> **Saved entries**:
────
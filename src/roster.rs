// -*- mode: rust; -*-
//
// This file is part of pairing-tss.
// See LICENSE for licensing information.

//! Rosters, their content hashes, and the assignment of share ids to nodes.

use std::collections::BTreeMap;
use std::fmt;

use sha2::{Digest, Sha256};

use crate::elgamal::EncryptionKeyResolver;
use crate::{Error, PairingPublicKey};

/// Identifies a consensus node.
#[derive(Copy, Clone, Debug, Eq, PartialEq, Hash, PartialOrd, Ord)]
#[cfg_attr(feature = "serde", derive(serde::Serialize, serde::Deserialize))]
pub struct NodeId(pub u64);

impl fmt::Display for NodeId {
    fn fmt(&self, f: &mut fmt::Formatter<'_>) -> fmt::Result {
        write!(f, "node{}", self.0)
    }
}

/// One participant of a roster.
#[derive(Clone, Debug, Eq, PartialEq)]
#[cfg_attr(feature = "serde", derive(serde::Serialize, serde::Deserialize))]
pub struct RosterEntry {
    /// The node.
    pub node_id: NodeId,
    /// Consensus weight of the node.
    pub weight: u64,
    /// Serialized [`PairingPublicKey`] shares are encrypted to; empty when the
    /// node has not published one.
    pub tss_encryption_key: Vec<u8>,
}

/// An ordered set of participants.
#[derive(Clone, Debug, Default, Eq, PartialEq)]
#[cfg_attr(feature = "serde", derive(serde::Serialize, serde::Deserialize))]
pub struct Roster {
    /// Participants in roster order.
    pub entries: Vec<RosterEntry>,
}

impl Roster {
    /// A roster of `entries`, kept in the given order.
    pub fn new(entries: Vec<RosterEntry>) -> Roster {
        Roster { entries }
    }

    /// The entry for `node_id`, if it is a participant.
    pub fn entry(&self, node_id: NodeId) -> Option<&RosterEntry> {
        self.entries.iter().find(|entry| entry.node_id == node_id)
    }

    /// Sum of all weights.
    pub fn total_weight(&self) -> u64 {
        self.entries
            .iter()
            .fold(0u64, |total, entry| total.saturating_add(entry.weight))
    }

    /// The canonical encoding the roster hash is computed over.
    ///
    /// `u32` entry count, then per entry the node id and weight as big-endian
    /// `u64`s and the encryption key prefixed by its `u32` length.
    pub fn canonical_bytes(&self) -> Vec<u8> {
        let mut bytes = Vec::new();
        bytes.extend_from_slice(&(self.entries.len() as u32).to_be_bytes());
        for entry in &self.entries {
            bytes.extend_from_slice(&entry.node_id.0.to_be_bytes());
            bytes.extend_from_slice(&entry.weight.to_be_bytes());
            bytes.extend_from_slice(&(entry.tss_encryption_key.len() as u32).to_be_bytes());
            bytes.extend_from_slice(&entry.tss_encryption_key);
        }
        bytes
    }

    /// SHA-256 of [`Roster::canonical_bytes`].
    pub fn hash(&self) -> RosterHash {
        let digest = Sha256::digest(&self.canonical_bytes());
        let mut hash = [0u8; 32];
        hash.copy_from_slice(&digest);
        RosterHash(hash)
    }
}

/// The content hash identifying a roster.
#[derive(Copy, Clone, Eq, PartialEq, Hash, PartialOrd, Ord)]
pub struct RosterHash(pub [u8; 32]);

impl RosterHash {
    /// The raw digest.
    pub fn as_bytes(&self) -> &[u8; 32] {
        &self.0
    }
}

impl fmt::Display for RosterHash {
    fn fmt(&self, f: &mut fmt::Formatter<'_>) -> fmt::Result {
        f.write_str(&hex::encode(self.0))
    }
}

impl fmt::Debug for RosterHash {
    fn fmt(&self, f: &mut fmt::Formatter<'_>) -> fmt::Result {
        f.debug_tuple("RosterHash")
            .field(&hex::encode(self.0))
            .finish()
    }
}

/// Share ids owned by every node of a roster.
///
/// Every node gets `ceil(weight * max_shares_per_node / max_weight)` shares and
/// ids are handed out contiguously from 1 in roster order.
#[derive(Clone, Debug)]
pub struct ParticipantDirectory {
    owners: Vec<NodeId>,
    shares: BTreeMap<NodeId, Vec<u32>>,
    keys: BTreeMap<NodeId, Vec<u8>>,
}

impl ParticipantDirectory {
    /// Allocates shares for `roster`.
    pub fn new(roster: &Roster, max_shares_per_node: u32) -> ParticipantDirectory {
        let max_weight = roster.entries.iter().map(|e| e.weight).max().unwrap_or(0);
        let mut owners = Vec::new();
        let mut shares = BTreeMap::new();
        let mut keys = BTreeMap::new();

        for entry in &roster.entries {
            let count = share_allocation(entry.weight, max_weight, max_shares_per_node);
            let first = owners.len() as u32 + 1;
            owners.extend(std::iter::repeat(entry.node_id).take(count as usize));
            shares.insert(entry.node_id, (first..first + count).collect());
            keys.insert(entry.node_id, entry.tss_encryption_key.clone());
        }

        ParticipantDirectory {
            owners,
            shares,
            keys,
        }
    }

    /// Resolves encryption keys through `lookup` first, keeping the roster's
    /// own key for nodes it does not know.
    pub fn with_encryption_keys<F>(mut self, lookup: F) -> ParticipantDirectory
    where
        F: Fn(NodeId) -> Option<Vec<u8>>,
    {
        for (node_id, key) in self.keys.iter_mut() {
            if let Some(registered) = lookup(*node_id) {
                *key = registered;
            }
        }
        self
    }

    /// Total number of shares.
    pub fn share_count(&self) -> usize {
        self.owners.len()
    }

    /// The node owning the 1-based `share_id`.
    pub fn owner_of(&self, share_id: u32) -> Option<NodeId> {
        share_id
            .checked_sub(1)
            .and_then(|index| self.owners.get(index as usize))
            .copied()
    }

    /// Share ids owned by `node_id`, empty for unknown nodes.
    pub fn shares_of(&self, node_id: NodeId) -> &[u32] {
        self.shares
            .get(&node_id)
            .map(Vec::as_slice)
            .unwrap_or(&[])
    }
}

fn share_allocation(weight: u64, max_weight: u64, max_shares_per_node: u32) -> u32 {
    if max_weight == 0 {
        return 0;
    }
    let scaled = weight as u128 * max_shares_per_node as u128;
    ((scaled + max_weight as u128 - 1) / max_weight as u128) as u32
}

impl EncryptionKeyResolver for ParticipantDirectory {
    fn get_for_share_id(&self, share_id: u32) -> Result<PairingPublicKey, Error> {
        let owner = self.owner_of(share_id).ok_or(Error::ShareIdOutOfRange {
            share_id,
            share_count: self.share_count(),
        })?;
        match self.keys.get(&owner) {
            Some(key) if !key.is_empty() => PairingPublicKey::from_bytes(key),
            _ => Err(Error::MissingEncryptionKey(owner)),
        }
    }
}

#[cfg(test)]
mod tests {
    use super::*;

    fn entry(node: u64, weight: u64) -> RosterEntry {
        RosterEntry {
            node_id: NodeId(node),
            weight,
            tss_encryption_key: vec![],
        }
    }

    #[test]
    fn hash_depends_on_order_and_content() {
        let a = Roster::new(vec![entry(1, 10), entry(2, 20)]);
        let b = Roster::new(vec![entry(2, 20), entry(1, 10)]);
        let c = Roster::new(vec![entry(1, 10), entry(2, 21)]);

        assert_eq!(a.hash(), a.clone().hash());
        assert_ne!(a.hash(), b.hash());
        assert_ne!(a.hash(), c.hash());
    }

    #[test]
    fn canonical_encoding_layout() {
        let roster = Roster::new(vec![RosterEntry {
            node_id: NodeId(7),
            weight: 3,
            tss_encryption_key: vec![0xaa, 0xbb],
        }]);
        let expected: Vec<u8> = [
            &1u32.to_be_bytes()[..],
            &7u64.to_be_bytes()[..],
            &3u64.to_be_bytes()[..],
            &2u32.to_be_bytes()[..],
            &[0xaa, 0xbb][..],
        ]
        .concat();
        assert_eq!(roster.canonical_bytes(), expected);
    }

    #[test]
    fn shares_scale_with_weight() {
        let roster = Roster::new(vec![entry(1, 100), entry(2, 50), entry(3, 1), entry(4, 0)]);
        let directory = ParticipantDirectory::new(&roster, 10);

        assert_eq!(directory.shares_of(NodeId(1)), &[1, 2, 3, 4, 5, 6, 7, 8, 9, 10]);
        assert_eq!(directory.shares_of(NodeId(2)), &[11, 12, 13, 14, 15]);
        assert_eq!(directory.shares_of(NodeId(3)), &[16]);
        assert!(directory.shares_of(NodeId(4)).is_empty());
        assert_eq!(directory.share_count(), 16);
        assert_eq!(directory.owner_of(16), Some(NodeId(3)));
        assert_eq!(directory.owner_of(17), None);
        assert_eq!(directory.owner_of(0), None);
    }

    #[test]
    fn missing_encryption_key_is_reported() {
        let roster = Roster::new(vec![entry(9, 1)]);
        let directory = ParticipantDirectory::new(&roster, 1);
        assert_eq!(
            directory.get_for_share_id(1).err().expect("an error"),
            Error::MissingEncryptionKey(NodeId(9))
        );
    }
}
// -*- mode: rust; -*-
//
// This file is part of pairing-tss.
// See LICENSE for licensing information.

//! Value-semantics field, group and pairing wrappers over a [`CurveAdapter`].
//!
//! Every operation validates buffer sizes and operand agreement, allocates the
//! output buffer, and delegates the arithmetic to the adapter. Adapter status
//! codes become typed [`Error`]s; no partial output is ever returned.
//!
//! [`CurveAdapter`]: crate::adapter::CurveAdapter

mod curve;
mod field;
mod group;
mod pairing;

pub use curve::Curve;
pub use field::{Field, FieldElement};
pub use group::{Group, GroupElement};
pub use pairing::{BilinearPairing, PairingResult};

use crate::adapter::{CANNOT_INVERT, NOT_IN_CURVE, SUCCESS};
use crate::Error;

/// Converts an adapter status into a `Result`.
pub(crate) fn check(status: i32) -> Result<(), Error> {
    match status {
        SUCCESS => Ok(()),
        CANNOT_INVERT => Err(Error::CannotInvert),
        NOT_IN_CURVE => Err(Error::NotInCurve),
        status => Err(Error::Algebra { status }),
    }
}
────
> **What the exercise asks**:
The expected answer is an exact copy of the lines above, beginning at the line with "let b = Roster::new(vec![entry(2, 20), entry(1, 10)]);" and ending at the line with "let roster = Roster::new(vec![RosterEntry", with both ends in.

> **Exercise result**:
        let b = Roster::new(vec![entry(2, 20), entry(1, 10)]);
        let c = Roster::new(vec![entry(1, 10), entry(2, 21)]);

        assert_eq!(a.hash(), a.clone().hash());
        assert_ne!(a.hash(), b.hash());
        assert_ne!(a.hash(), c.hash());
    }

    #[test]
    fn canonical_encoding_layout() {
        let roster = Roster::new(vec![RosterEntry {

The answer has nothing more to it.